(Stored data entries)
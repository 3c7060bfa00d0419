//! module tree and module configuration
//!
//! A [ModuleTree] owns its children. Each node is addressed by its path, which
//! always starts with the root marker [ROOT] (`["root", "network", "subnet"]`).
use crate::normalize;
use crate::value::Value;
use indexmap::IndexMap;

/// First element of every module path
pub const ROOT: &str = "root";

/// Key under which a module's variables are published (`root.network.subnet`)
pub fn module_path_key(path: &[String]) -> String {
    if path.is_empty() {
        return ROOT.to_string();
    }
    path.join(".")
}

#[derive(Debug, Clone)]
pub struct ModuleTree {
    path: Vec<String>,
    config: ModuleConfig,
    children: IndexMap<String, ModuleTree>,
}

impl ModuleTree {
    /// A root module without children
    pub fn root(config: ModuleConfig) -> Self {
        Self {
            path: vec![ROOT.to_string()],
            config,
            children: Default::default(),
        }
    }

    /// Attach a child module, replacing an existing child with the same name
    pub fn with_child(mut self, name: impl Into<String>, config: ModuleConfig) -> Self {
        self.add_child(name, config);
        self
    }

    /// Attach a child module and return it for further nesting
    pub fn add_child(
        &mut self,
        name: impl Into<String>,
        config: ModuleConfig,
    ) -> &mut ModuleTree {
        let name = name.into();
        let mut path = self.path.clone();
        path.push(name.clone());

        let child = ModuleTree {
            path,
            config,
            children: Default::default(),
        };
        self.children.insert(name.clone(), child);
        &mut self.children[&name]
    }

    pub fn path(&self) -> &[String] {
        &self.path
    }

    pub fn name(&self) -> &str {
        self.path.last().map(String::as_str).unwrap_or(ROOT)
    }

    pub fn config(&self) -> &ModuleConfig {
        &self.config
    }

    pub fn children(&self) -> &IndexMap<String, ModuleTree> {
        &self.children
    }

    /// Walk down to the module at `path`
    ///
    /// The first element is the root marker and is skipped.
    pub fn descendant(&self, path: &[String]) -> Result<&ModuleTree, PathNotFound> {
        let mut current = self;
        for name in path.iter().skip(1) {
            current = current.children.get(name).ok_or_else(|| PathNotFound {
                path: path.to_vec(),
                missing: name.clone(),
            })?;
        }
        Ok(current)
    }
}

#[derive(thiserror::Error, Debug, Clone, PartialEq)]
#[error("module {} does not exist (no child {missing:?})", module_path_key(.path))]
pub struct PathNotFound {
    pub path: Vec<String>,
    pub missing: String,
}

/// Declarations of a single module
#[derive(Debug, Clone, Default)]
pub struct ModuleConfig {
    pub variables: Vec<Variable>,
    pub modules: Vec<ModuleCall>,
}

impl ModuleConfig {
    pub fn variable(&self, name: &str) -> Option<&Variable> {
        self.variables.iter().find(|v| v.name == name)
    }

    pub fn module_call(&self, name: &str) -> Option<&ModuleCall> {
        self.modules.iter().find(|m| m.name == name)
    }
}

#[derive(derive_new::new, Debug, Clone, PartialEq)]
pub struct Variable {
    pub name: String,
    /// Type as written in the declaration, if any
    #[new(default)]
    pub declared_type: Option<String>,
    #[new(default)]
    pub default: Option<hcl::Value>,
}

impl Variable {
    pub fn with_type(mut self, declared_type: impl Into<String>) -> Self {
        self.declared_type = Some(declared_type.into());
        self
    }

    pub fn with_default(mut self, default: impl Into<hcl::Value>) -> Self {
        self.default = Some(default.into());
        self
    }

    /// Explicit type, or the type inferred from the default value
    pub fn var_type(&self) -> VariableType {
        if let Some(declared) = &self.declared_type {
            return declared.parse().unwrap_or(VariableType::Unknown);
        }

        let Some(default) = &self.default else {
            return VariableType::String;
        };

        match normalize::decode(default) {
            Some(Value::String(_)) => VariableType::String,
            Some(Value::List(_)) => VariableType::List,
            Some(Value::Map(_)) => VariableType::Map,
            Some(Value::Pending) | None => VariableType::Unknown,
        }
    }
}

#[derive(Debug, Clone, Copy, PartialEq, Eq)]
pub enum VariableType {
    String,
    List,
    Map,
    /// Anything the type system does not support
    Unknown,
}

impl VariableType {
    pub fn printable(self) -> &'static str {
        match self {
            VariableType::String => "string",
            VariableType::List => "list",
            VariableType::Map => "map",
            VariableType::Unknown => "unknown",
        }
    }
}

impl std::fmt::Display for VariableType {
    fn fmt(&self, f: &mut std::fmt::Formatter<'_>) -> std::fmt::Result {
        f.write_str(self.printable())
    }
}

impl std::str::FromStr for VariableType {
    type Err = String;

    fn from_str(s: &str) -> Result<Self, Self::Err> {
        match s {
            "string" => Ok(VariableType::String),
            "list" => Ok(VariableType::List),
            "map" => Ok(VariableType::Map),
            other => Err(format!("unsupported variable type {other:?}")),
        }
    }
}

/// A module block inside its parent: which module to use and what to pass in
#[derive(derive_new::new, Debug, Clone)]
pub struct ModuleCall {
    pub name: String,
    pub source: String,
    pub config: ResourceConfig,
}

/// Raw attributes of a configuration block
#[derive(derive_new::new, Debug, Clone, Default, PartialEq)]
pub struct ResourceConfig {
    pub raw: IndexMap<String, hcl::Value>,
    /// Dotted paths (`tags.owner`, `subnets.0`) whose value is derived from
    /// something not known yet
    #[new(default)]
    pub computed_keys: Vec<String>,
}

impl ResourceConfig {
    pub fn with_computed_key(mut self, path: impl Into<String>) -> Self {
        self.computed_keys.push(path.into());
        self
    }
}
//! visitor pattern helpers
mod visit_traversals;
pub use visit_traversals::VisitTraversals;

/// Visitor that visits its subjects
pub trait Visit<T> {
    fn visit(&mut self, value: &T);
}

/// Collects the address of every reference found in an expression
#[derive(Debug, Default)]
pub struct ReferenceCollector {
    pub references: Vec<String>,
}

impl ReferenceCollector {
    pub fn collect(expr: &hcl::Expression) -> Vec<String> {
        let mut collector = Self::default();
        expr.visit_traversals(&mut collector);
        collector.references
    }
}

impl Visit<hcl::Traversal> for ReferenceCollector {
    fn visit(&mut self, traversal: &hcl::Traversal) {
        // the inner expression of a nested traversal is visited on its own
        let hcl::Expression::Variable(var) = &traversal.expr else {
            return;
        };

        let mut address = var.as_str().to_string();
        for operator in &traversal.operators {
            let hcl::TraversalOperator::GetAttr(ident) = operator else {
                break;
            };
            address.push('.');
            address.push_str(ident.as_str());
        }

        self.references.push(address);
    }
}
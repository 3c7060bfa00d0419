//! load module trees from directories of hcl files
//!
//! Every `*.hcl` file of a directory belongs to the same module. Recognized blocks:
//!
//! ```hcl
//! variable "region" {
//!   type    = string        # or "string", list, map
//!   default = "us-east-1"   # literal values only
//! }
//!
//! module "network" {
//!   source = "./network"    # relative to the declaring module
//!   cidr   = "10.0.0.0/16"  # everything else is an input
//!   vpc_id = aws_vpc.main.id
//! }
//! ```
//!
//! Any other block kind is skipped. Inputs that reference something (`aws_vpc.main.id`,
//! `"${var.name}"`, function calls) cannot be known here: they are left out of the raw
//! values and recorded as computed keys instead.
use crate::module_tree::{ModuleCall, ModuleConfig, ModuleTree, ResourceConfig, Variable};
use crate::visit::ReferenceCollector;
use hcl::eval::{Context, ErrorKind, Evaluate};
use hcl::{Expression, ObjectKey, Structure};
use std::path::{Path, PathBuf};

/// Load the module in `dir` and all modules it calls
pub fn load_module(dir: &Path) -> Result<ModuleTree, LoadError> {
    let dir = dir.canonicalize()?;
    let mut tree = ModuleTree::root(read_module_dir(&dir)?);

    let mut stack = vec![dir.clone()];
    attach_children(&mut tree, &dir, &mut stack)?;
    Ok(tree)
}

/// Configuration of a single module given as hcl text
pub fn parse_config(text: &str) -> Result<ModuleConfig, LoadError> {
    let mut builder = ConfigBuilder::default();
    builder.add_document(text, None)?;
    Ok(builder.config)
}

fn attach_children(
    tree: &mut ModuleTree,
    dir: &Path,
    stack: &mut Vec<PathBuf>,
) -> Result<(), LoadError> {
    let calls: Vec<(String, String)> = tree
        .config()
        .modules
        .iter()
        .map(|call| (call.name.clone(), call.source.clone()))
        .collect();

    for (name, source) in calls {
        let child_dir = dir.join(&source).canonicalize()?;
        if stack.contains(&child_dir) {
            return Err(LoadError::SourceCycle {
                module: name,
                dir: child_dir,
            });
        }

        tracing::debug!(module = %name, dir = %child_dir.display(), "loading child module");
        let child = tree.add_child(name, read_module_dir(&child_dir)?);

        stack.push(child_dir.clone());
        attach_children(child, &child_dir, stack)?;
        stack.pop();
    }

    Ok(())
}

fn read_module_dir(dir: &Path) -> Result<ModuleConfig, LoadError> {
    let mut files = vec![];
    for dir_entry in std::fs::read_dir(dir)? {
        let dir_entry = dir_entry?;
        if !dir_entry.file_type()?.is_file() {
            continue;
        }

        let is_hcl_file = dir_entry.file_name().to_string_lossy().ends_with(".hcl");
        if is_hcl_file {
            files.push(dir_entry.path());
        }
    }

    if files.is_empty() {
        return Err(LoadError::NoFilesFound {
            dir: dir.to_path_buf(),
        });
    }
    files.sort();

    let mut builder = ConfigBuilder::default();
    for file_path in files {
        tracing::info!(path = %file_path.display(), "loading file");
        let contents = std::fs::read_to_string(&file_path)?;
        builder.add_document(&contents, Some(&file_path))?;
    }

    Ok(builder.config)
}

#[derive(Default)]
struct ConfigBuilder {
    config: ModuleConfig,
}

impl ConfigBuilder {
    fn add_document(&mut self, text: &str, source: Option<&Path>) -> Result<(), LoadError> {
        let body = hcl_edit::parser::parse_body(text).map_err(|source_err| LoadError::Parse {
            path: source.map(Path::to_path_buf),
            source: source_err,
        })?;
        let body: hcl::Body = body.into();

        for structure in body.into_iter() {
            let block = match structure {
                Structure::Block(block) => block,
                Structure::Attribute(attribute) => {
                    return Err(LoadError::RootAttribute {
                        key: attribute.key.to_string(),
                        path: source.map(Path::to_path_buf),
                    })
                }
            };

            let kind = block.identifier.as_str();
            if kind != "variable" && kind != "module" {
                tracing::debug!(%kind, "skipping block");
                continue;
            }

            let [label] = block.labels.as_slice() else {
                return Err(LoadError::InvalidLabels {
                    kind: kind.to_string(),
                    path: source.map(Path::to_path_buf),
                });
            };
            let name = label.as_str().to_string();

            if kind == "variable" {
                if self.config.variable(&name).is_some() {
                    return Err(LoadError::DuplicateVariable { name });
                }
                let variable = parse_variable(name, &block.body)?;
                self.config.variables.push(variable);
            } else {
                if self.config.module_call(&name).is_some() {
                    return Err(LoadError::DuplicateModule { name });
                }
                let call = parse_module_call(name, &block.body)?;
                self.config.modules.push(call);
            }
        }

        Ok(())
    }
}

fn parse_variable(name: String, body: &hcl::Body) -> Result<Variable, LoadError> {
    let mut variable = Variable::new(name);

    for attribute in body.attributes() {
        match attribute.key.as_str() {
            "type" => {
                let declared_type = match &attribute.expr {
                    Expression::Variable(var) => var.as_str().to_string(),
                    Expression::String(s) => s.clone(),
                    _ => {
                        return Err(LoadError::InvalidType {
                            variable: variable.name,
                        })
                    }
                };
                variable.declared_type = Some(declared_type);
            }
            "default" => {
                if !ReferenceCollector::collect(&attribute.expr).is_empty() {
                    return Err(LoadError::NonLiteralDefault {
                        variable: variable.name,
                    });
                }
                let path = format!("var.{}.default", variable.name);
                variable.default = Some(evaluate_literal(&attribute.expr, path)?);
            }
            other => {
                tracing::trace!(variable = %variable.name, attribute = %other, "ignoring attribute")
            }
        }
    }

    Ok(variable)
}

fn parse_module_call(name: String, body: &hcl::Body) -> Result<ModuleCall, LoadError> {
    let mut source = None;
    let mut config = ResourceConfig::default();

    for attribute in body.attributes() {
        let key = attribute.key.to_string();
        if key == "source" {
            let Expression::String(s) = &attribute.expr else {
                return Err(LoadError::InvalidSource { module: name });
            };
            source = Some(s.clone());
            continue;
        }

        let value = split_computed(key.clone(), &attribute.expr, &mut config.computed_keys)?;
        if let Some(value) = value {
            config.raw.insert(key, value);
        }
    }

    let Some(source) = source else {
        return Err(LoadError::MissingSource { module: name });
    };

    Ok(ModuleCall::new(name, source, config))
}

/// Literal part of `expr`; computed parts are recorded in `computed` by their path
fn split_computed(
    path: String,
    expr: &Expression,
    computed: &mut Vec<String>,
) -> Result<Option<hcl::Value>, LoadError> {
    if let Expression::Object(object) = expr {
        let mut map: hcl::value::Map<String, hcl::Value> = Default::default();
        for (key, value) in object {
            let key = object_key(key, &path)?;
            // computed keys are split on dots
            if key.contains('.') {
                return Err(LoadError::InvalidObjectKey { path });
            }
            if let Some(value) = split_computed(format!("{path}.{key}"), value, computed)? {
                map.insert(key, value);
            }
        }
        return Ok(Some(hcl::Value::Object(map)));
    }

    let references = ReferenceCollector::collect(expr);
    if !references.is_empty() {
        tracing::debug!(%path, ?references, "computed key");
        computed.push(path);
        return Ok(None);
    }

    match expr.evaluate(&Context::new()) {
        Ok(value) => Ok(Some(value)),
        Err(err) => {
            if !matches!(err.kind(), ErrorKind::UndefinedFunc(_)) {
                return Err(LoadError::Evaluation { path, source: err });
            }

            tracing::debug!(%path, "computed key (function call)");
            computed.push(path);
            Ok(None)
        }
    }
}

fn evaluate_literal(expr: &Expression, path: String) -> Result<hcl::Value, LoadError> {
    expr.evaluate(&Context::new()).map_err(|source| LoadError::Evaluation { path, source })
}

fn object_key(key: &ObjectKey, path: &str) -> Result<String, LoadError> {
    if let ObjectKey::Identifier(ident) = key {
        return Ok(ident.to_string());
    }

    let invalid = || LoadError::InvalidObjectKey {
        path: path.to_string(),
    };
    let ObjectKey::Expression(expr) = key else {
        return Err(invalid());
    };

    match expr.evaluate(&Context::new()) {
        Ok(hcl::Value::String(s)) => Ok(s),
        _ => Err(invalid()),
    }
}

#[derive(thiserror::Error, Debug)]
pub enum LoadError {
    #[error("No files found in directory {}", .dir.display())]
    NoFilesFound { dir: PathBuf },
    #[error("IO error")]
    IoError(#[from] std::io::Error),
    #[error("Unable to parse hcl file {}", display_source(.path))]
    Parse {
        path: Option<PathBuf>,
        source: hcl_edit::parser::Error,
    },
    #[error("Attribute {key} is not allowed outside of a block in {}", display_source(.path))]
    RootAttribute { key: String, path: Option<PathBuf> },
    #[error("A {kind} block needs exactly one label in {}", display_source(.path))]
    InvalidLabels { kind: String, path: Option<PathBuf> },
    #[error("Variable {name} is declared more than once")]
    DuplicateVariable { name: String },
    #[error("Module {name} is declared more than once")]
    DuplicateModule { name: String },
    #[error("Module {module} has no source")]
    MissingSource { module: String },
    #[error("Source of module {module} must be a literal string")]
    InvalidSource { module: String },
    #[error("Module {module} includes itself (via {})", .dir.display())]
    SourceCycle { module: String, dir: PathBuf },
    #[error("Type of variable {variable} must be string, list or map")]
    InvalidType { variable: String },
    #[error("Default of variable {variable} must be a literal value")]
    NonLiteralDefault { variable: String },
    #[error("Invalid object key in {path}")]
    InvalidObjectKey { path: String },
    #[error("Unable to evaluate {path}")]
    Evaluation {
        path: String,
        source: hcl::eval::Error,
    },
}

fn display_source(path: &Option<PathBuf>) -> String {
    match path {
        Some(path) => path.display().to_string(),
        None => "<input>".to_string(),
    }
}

### Required work
Reproduce the lines of the records exactly, from the first one through the line that contains "module without children".

### Solution
repository 3c7060bfa00d0419
//! module tree and module configuration
//!
//! A [ModuleTree] owns its children. Each node is addressed by its path, which
//! always starts with the root marker [ROOT] (`["root", "network", "subnet"]`).
use crate::normalize;
use crate::value::Value;
use indexmap::IndexMap;

/// First element of every module path
pub const ROOT: &str = "root";

/// Key under which a module's variables are published (`root.network.subnet`)
pub fn module_path_key(path: &[String]) -> String {
    if path.is_empty() {
        return ROOT.to_string();
    }
    path.join(".")
}

#[derive(Debug, Clone)]
pub struct ModuleTree {
    path: Vec<String>,
    config: ModuleConfig,
    children: IndexMap<String, ModuleTree>,
}

impl ModuleTree {
    /// A root module without children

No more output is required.